The lines to be copied are those below that contain "bool".

————————

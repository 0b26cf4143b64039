//! In-place heap sort over anything that can compare and swap positions.

use std::{cmp::Ordering, ops::Range};

/// Positional access needed by [heap_sort].
///
/// Implemented by staging areas of fixed-width payloads,
/// which can be reordered without knowing their element type.
pub(crate) trait HeapSortable {
    /// Compare the elements at positions `i` and `j`.
    fn compare_at(&self, i: usize, j: usize) -> Ordering;

    /// Exchange the elements at positions `i` and `j`.
    fn swap(&mut self, i: usize, j: usize);
}

/// Sorts the positions in `range` of `data` in ascending order.
///
/// Builds a max-heap over the range and then repeatedly moves the root
/// behind the unsorted prefix. Runs in O(n log n) without extra memory.
pub(crate) fn heap_sort<H: HeapSortable + ?Sized>(data: &mut H, range: Range<usize>) {
    let len = range.len();
    if len < 2 {
        return;
    }
    let base = range.start;

    for root in (0..len / 2).rev() {
        sift_down(data, base, root, len);
    }

    for end in (1..len).rev() {
        data.swap(base, base + end);
        sift_down(data, base, 0, end);
    }
}

fn sift_down<H: HeapSortable + ?Sized>(data: &mut H, base: usize, mut root: usize, end: usize) {
    loop {
        let mut child = 2 * root + 1;
        if child >= end {
            return;
        }
        if child + 1 < end && data.compare_at(base + child, base + child + 1) == Ordering::Less {
            child += 1;
        }
        if data.compare_at(base + root, base + child) != Ordering::Less {
            return;
        }
        data.swap(base + root, base + child);
        root = child;
    }
}

/// A permutation of positions that is sorted by a comparison on the original positions.
///
/// Used for payloads that cannot be swapped in place,
/// like variable-length values.
pub(crate) struct SortPermutation<F> {
    pub(crate) positions: Vec<usize>,
    compare: F,
}

impl<F> std::fmt::Debug for SortPermutation<F> {
    fn fmt(&self, f: &mut std::fmt::Formatter<'_>) -> std::fmt::Result {
        f.debug_struct("SortPermutation")
            .field("positions", &self.positions)
            .finish()
    }
}

impl<F> SortPermutation<F>
where
    F: Fn(usize, usize) -> Ordering,
{
    /// Sorts the positions in `range` according to `compare`.
    pub(crate) fn sorted(range: Range<usize>, compare: F) -> Vec<usize> {
        let len = range.len();
        let mut permutation = Self {
            positions: range.collect(),
            compare,
        };
        heap_sort(&mut permutation, 0..len);
        permutation.positions
    }
}

impl<F> HeapSortable for SortPermutation<F>
where
    F: Fn(usize, usize) -> Ordering,
{
    fn compare_at(&self, i: usize, j: usize) -> Ordering {
        (self.compare)(self.positions[i], self.positions[j])
    }

    fn swap(&mut self, i: usize, j: usize) {
        self.positions.swap(i, j);
    }
}
//! This module implements merge joins of a column with a sorted column.

use std::{cmp::Ordering, ops::Range};

use crate::{
    bitmap::{self, Bitmap, BitmapSlice},
    error::{Error, Result},
};

use super::{column::Column, storage::Storage};

/// Matches between a DISTINCT left column and an arbitrary right column.
///
/// Every right entry matches at most one left entry.
#[derive(Debug, Clone)]
pub struct OneToManyJoin {
    /// Matching left index for every kept right entry, in right order
    left_rows: Vec<usize>,
    /// Marks the right entries that have a match
    right_keep: Bitmap,
    cardinality: usize,
}

impl OneToManyJoin {
    /// For every matching right entry, the index of its partner in the left column.
    pub fn left_rows(&self) -> &[usize] {
        &self.left_rows
    }

    /// One bit per right entry, set if it has a partner.
    pub fn right_keep(&self) -> &BitmapSlice {
        &self.right_keep
    }

    /// Indices of the right entries that have a partner.
    pub fn right_rows(&self) -> impl Iterator<Item = usize> + '_ {
        self.right_keep.iter_ones()
    }

    /// Number of matches.
    pub fn cardinality(&self) -> usize {
        self.cardinality
    }

    /// Gather the left partner of every match from a column aligned with the left input.
    pub fn apply_left<S: Storage>(&self, column: &Column<S>) -> Result<Column<S>> {
        column.select(&self.left_rows)
    }

    /// Keep the matching entries of a column aligned with the right input.
    pub fn apply_right<S: Storage>(&self, column: &Column<S>) -> Result<Column<S>> {
        column.apply_filter(&self.right_keep, self.cardinality)
    }
}

/// Matches between two DISTINCT columns.
#[derive(Debug, Clone)]
pub struct SortedIntersection {
    left_keep: Bitmap,
    right_keep: Bitmap,
    cardinality: usize,
}

impl SortedIntersection {
    /// One bit per left entry, set if the value also occurs on the right.
    pub fn left_keep(&self) -> &BitmapSlice {
        &self.left_keep
    }

    /// One bit per right entry, set if the value also occurs on the left.
    pub fn right_keep(&self) -> &BitmapSlice {
        &self.right_keep
    }

    /// Number of common values.
    pub fn cardinality(&self) -> usize {
        self.cardinality
    }

    /// Keep the entries of a column aligned with the left input.
    pub fn apply_left<S: Storage>(&self, column: &Column<S>) -> Result<Column<S>> {
        column.apply_filter(&self.left_keep, self.cardinality)
    }

    /// Keep the entries of a column aligned with the right input.
    pub fn apply_right<S: Storage>(&self, column: &Column<S>) -> Result<Column<S>> {
        column.apply_filter(&self.right_keep, self.cardinality)
    }
}

/// Row pairs of a left outer join.
///
/// Matches come first, ordered by their right row,
/// followed by the left rows without a partner.
#[derive(Debug, Clone, PartialEq, Eq)]
pub struct LeftOuterJoin {
    rows: Vec<(usize, Option<usize>)>,
}

impl LeftOuterJoin {
    /// All pairs of left row and matching right row, if any.
    pub fn rows(&self) -> &[(usize, Option<usize>)] {
        &self.rows
    }

    /// Number of pairs.
    pub fn len(&self) -> usize {
        self.rows.len()
    }

    /// Return `true` if there are no pairs.
    pub fn is_empty(&self) -> bool {
        self.rows.is_empty()
    }

    /// Left row of every pair.
    pub fn left_indices(&self) -> Vec<usize> {
        self.rows.iter().map(|(left, _)| *left).collect()
    }

    /// Right row of every pair, `None` for unmatched left rows.
    pub fn right_indices(&self) -> Vec<Option<usize>> {
        self.rows.iter().map(|(_, right)| *right).collect()
    }

    /// Gather a column aligned with the left input.
    pub fn apply_left<S: Storage>(&self, column: &Column<S>) -> Result<Column<S>> {
        column.select(&self.left_indices())
    }

    /// Gather a column aligned with the right input, padding with nulls.
    pub fn apply_right<S: Storage>(&self, column: &Column<S>) -> Result<Column<S>> {
        column.select_optional(&self.right_indices())
    }
}

fn require_distinct<S: Storage>(column: &Column<S>, side: &str) -> Result<()> {
    if !column.characteristics().is_distinct() {
        return Err(Error::unsupported(format!(
            "merge join needs a DISTINCT {side} column, found {}",
            column.characteristics()
        )));
    }
    Ok(())
}

/// First position in `range` for which `is_before` does not hold,
/// where `is_before` holds for `range.start`.
///
/// Probes at doubling distances before bisecting.
fn gallop(range: Range<usize>, is_before: impl Fn(usize) -> bool) -> usize {
    let mut known = range.start;
    let mut step = 1;
    let mut bound = range.end;
    while known + step < range.end {
        let probe = known + step;
        if is_before(probe) {
            known = probe;
            step *= 2;
        } else {
            bound = probe;
            break;
        }
    }

    let (mut low, mut high) = (known + 1, bound);
    while low < high {
        let middle = low + (high - low) / 2;
        if is_before(middle) {
            low = middle + 1;
        } else {
            high = middle;
        }
    }
    low
}

/// Match every entry of `right` with the equal entry of the DISTINCT column `left`.
///
/// Nulls on the right never match.
pub fn intersect_left_sorted<S: Storage>(
    left: &Column<S>,
    right: &Column<S>,
) -> Result<OneToManyJoin> {
    require_distinct(left, "left")?;

    let left_range = left.physical_range();
    let (left_store, right_store) = (left.values(), right.values());

    let mut left_rows = Vec::new();
    let mut right_keep = bitmap::zeroed(right.len());

    for (row, position) in right.positions().enumerate() {
        let Some(position) = position else {
            continue;
        };

        let (mut low, mut high) = (left_range.start, left_range.end);
        while low < high {
            let middle = low + (high - low) / 2;
            match left_store.compare_across(middle, right_store, position) {
                Ordering::Less => low = middle + 1,
                Ordering::Greater => high = middle,
                Ordering::Equal => {
                    left_rows.push(middle - left_range.start);
                    right_keep.set(row, true);
                    break;
                }
            }
        }
    }

    let cardinality = left_rows.len();
    log::debug!(
        "one-to-many join of {} and {} entries: {cardinality} matches",
        left.len(),
        right.len()
    );

    Ok(OneToManyJoin {
        left_rows,
        right_keep,
        cardinality,
    })
}

/// Find the values common to two DISTINCT columns.
pub fn intersect_both_sorted<S: Storage>(
    left: &Column<S>,
    right: &Column<S>,
) -> Result<SortedIntersection> {
    require_distinct(left, "left")?;
    require_distinct(right, "right")?;

    let (left_range, right_range) = (left.physical_range(), right.physical_range());
    let (left_store, right_store) = (left.values(), right.values());

    let mut left_keep = bitmap::zeroed(left.len());
    let mut right_keep = bitmap::zeroed(right.len());
    let mut cardinality = 0;

    let (mut i, mut j) = (left_range.start, right_range.start);
    while i < left_range.end && j < right_range.end {
        match left_store.compare_across(i, right_store, j) {
            Ordering::Equal => {
                left_keep.set(i - left_range.start, true);
                right_keep.set(j - right_range.start, true);
                cardinality += 1;
                i += 1;
                j += 1;
            }
            Ordering::Less => {
                i = gallop(i..left_range.end, |k| {
                    left_store.compare_across(k, right_store, j) == Ordering::Less
                });
            }
            Ordering::Greater => {
                j = gallop(j..right_range.end, |k| {
                    right_store.compare_across(k, left_store, i) == Ordering::Less
                });
            }
        }
    }

    log::debug!(
        "intersection of {} and {} entries: {cardinality} matches",
        left.len(),
        right.len()
    );

    Ok(SortedIntersection {
        left_keep,
        right_keep,
        cardinality,
    })
}

/// Pair every right entry with its partner in the DISTINCT column `left`,
/// and keep the left entries without partner.
pub fn left_outer_join<S: Storage>(left: &Column<S>, right: &Column<S>) -> Result<LeftOuterJoin> {
    let join = intersect_left_sorted(left, right)?;

    let mut matched = bitmap::zeroed(left.len());
    let mut rows = Vec::with_capacity(join.cardinality() + left.len());
    for (&left_row, right_row) in join.left_rows().iter().zip(join.right_rows()) {
        matched.set(left_row, true);
        rows.push((left_row, Some(right_row)));
    }
    rows.extend(matched.iter_zeros().map(|left_row| (left_row, None)));

    log::debug!(
        "left outer join: {} matches, {} rows without partner",
        join.cardinality(),
        rows.len() - join.cardinality()
    );

    Ok(LeftOuterJoin { rows })
}

#[cfg(test)]
mod test {
    use quickcheck_macros::quickcheck;
    use test_log::test;

    use crate::{
        columnar::{
            characteristics::Characteristics,
            column::{IntColumn, StringColumn},
        },
        error::Error,
    };

    use super::{intersect_both_sorted, intersect_left_sorted, left_outer_join};

    fn column(values: &[i32], characteristics: Characteristics) -> IntColumn {
        IntColumn::from_values(values.iter().copied(), characteristics).unwrap()
    }

    #[test]
    fn one_to_many() {
        let left = column(&[1, 3, 5, 7], Characteristics::distinct());
        let right = column(&[3, 3, 5, 9], Characteristics::sorted());

        let join = intersect_left_sorted(&left, &right).unwrap();
        assert_eq!(join.left_rows(), &[1, 1, 2]);
        assert_eq!(
            join.right_keep().iter().by_vals().collect::<Vec<_>>(),
            vec![true, true, true, false]
        );
        assert_eq!(join.cardinality(), 3);

        assert_eq!(
            join.apply_left(&left).unwrap(),
            column(&[3, 3, 5], Characteristics::none())
        );
        assert_eq!(
            join.apply_right(&right).unwrap(),
            column(&[3, 3, 5], Characteristics::none())
        );
    }

    #[test]
    fn right_nulls_never_match() {
        let left = column(&[1, 2], Characteristics::distinct());
        let right = IntColumn::from_options([None, Some(2), None, Some(1)]).unwrap();

        let join = intersect_left_sorted(&left, &right).unwrap();
        assert_eq!(join.left_rows(), &[1, 0]);
        assert_eq!(join.right_rows().collect::<Vec<_>>(), vec![1, 3]);
    }

    #[test]
    fn left_must_be_distinct() {
        let left = column(&[1, 1], Characteristics::sorted());
        let right = column(&[1], Characteristics::distinct());
        assert!(matches!(
            intersect_left_sorted(&left, &right),
            Err(Error::UnsupportedOperation(_))
        ));
        assert!(intersect_both_sorted(&right, &left).is_err());
    }

    #[test]
    fn both_sorted_on_views() {
        let left = column(&[0, 2, 4, 6, 8, 10, 12], Characteristics::distinct())
            .sub_column(1, 7)
            .unwrap();
        let right = column(&[1, 4, 5, 6, 12, 13], Characteristics::distinct());

        let intersection = intersect_both_sorted(&left, &right).unwrap();
        assert_eq!(intersection.cardinality(), 3);
        assert_eq!(
            intersection.apply_left(&left).unwrap(),
            column(&[4, 6, 12], Characteristics::none())
        );
        assert_eq!(
            intersection.apply_right(&right).unwrap(),
            column(&[4, 6, 12], Characteristics::none())
        );
    }

    #[test]
    fn outer_join_pads_with_nulls() {
        let left = StringColumn::from_values(
            ["a", "b", "c"].map(String::from),
            Characteristics::distinct(),
        )
        .unwrap();
        let right =
            StringColumn::from_values(["c", "a", "c"].map(String::from), Characteristics::none())
                .unwrap();

        let join = left_outer_join(&left, &right).unwrap();
        assert_eq!(
            join.rows(),
            &[(2, Some(0)), (0, Some(1)), (2, Some(2)), (1, None)]
        );

        let padded = join.apply_right(&right).unwrap();
        assert_eq!(padded.null_count(), 1);
        assert_eq!(padded.get(3), None);
        assert_eq!(join.apply_left(&left).unwrap().get(3), Some("b".to_string()));
    }

    #[quickcheck]
    fn intersection_matches_sets(mut left: Vec<i16>, mut right: Vec<i16>) -> bool {
        for values in [&mut left, &mut right] {
            values.sort();
            values.dedup();
        }
        let expected = left.iter().filter(|value| right.contains(value)).count();

        let to_column = |values: &[i16]| {
            IntColumn::from_values(values.iter().map(|&v| i32::from(v)), Characteristics::distinct())
                .unwrap()
        };
        let intersection = intersect_both_sorted(&to_column(&left), &to_column(&right)).unwrap();

        intersection.cardinality() == expected
    }
}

————————

**Exercise output:**
    pub fn is_empty(&self) -> bool {
fn gallop(range: Range<usize>, is_before: impl Fn(usize) -> bool) -> usize {
    fn intersection_matches_sets(mut left: Vec<i16>, mut right: Vec<i16>) -> bool {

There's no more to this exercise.